A long, blackened, naked body lay supine in the drawer like a specimen in some hideous experiment. Cracked-looking flaps of skin hung off the charred and blackened arms and legs. The arms were pulled up as if to protect the chest. The abdomen was concave, as though emptied of its contents. An acrid, wet-charcoal smell wafted up.

“Oh, God.” Nina looked away, then back at the body. She forced herself to look for some sign of Wish. Long bones, some burned black hair hanging lankly over the skull-the skull, oh, boy, the skull-

Nina walked off a few steps. Paul continued to look. “What else did they find?”

“The remains of a concho belt,” the lab assistant said, observing without emotion. “You know, leather with those silver things. We have partial black leather boots, Doc Martens. Laces burned off. Tatters of white T-shirt and jeans on the backside of the body.”

“A concho belt?” Paul said. “Nina, go outside and call the Boyz. Ask them.” Nina was staring at the skull, which still held on to the patch of long dark hair. DNA, she thought. They’ll find out eventually.

“I can’t tell if it’s him, Paul,” she blurted.

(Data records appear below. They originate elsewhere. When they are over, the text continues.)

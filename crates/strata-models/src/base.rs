//! The [`ConstitutiveModel`] base trait and the standard catalog.

use strata_catalog::Catalog;
use strata_store::{IntoMember, Member};

use crate::permeability::{ConstantPermeability, ParallelPlatesPermeability};
use crate::solid::{ElasticIsotropic, ElasticTransverseIsotropic};

/// Abstract base for material models.
///
/// A constitutive model is a tree member whose fields hold its input
/// parameters and per-entity state. Models are constructed from catalog
/// keys found in the input document and later re-dispatched to their
/// concrete types inside per-entity loops (see [`crate::dispatch`]).
pub trait ConstitutiveModel: Member {
    /// The catalog key this model registers under.
    fn catalog_name(&self) -> &'static str;

    /// The instance name chosen by the input document.
    fn instance_name(&self) -> &str {
        self.group().name()
    }

    /// Size per-entity state for `entity_count` entities.
    ///
    /// Default: resize every field of the model's group. Scalar inputs
    /// and fixed-extent parameters are unaffected by group resize.
    fn allocate_state(&mut self, entity_count: usize) {
        self.group_mut().resize(entity_count);
    }
}

impl IntoMember for dyn ConstitutiveModel {
    fn into_member(self: Box<Self>) -> Box<dyn Member> {
        self
    }
}

/// Build the catalog of every built-in constitutive model.
///
/// This is the registration surface: called once during single-threaded
/// startup, before any input processing, and the returned value is
/// threaded by reference to every `create`/`create_child` site. The
/// catalog key of each model equals its `catalog_name()`.
pub fn standard_catalog() -> Catalog<dyn ConstitutiveModel> {
    use strata_store::Construct;

    let mut catalog: Catalog<dyn ConstitutiveModel> = Catalog::new();
    catalog
        .register(ConstantPermeability::CATALOG_NAME, |name| {
            Box::new(ConstantPermeability::construct(name))
        })
        .expect("built-in catalog keys are distinct");
    catalog
        .register(ParallelPlatesPermeability::CATALOG_NAME, |name| {
            Box::new(ParallelPlatesPermeability::construct(name))
        })
        .expect("built-in catalog keys are distinct");
    catalog
        .register(ElasticIsotropic::CATALOG_NAME, |name| {
            Box::new(ElasticIsotropic::construct(name))
        })
        .expect("built-in catalog keys are distinct");
    catalog
        .register(ElasticTransverseIsotropic::CATALOG_NAME, |name| {
            Box::new(ElasticTransverseIsotropic::construct(name))
        })
        .expect("built-in catalog keys are distinct");
    catalog
}

#[cfg(test)]
mod tests {
    use super::*;

    #[test]
    fn every_builtin_creates_under_its_own_key() {
        let catalog = standard_catalog();
        for key in catalog.names().map(str::to_string).collect::<Vec<_>>() {
            let model = catalog.create(&key, "probe").unwrap();
            assert_eq!(model.catalog_name(), key);
            assert_eq!(model.instance_name(), "probe");
        }
    }

    #[test]
    fn builtin_count_and_order() {
        let catalog = standard_catalog();
        let names: Vec<_> = catalog.names().collect();
        assert_eq!(
            names,
            vec![
                "ConstantPermeability",
                "ParallelPlatesPermeability",
                "ElasticIsotropic",
                "ElasticTransverseIsotropic",
            ]
        );
    }

    #[test]
    fn unknown_key_lists_builtins() {
        let catalog = standard_catalog();
        match catalog.create("GammaModel", "x") {
            Err(strata_catalog::CatalogError::UnknownName { requested, known }) => {
                assert_eq!(requested, "GammaModel");
                assert_eq!(known.len(), 4);
            }
            other => panic!("expected UnknownName, got {:?}", other.map(|_| ())),
        }
    }
}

“Go on. I’ll talk to this lady for a minute.”

Nina went. In the bathroom outside, she rinsed her mouth and threw water on her face. She took a brush to her hair, sloughing off the black mask of death she had just seen. Outside, she breathed the blessed air, got into the hot car, and called the Boyz.

“This is Tustin.”

“Hi. It’s Nina. Tustin, will you please try to remember, and ask your brother-was Wish wearing one of those leather belts with silver conchos on it? You know what I mean?”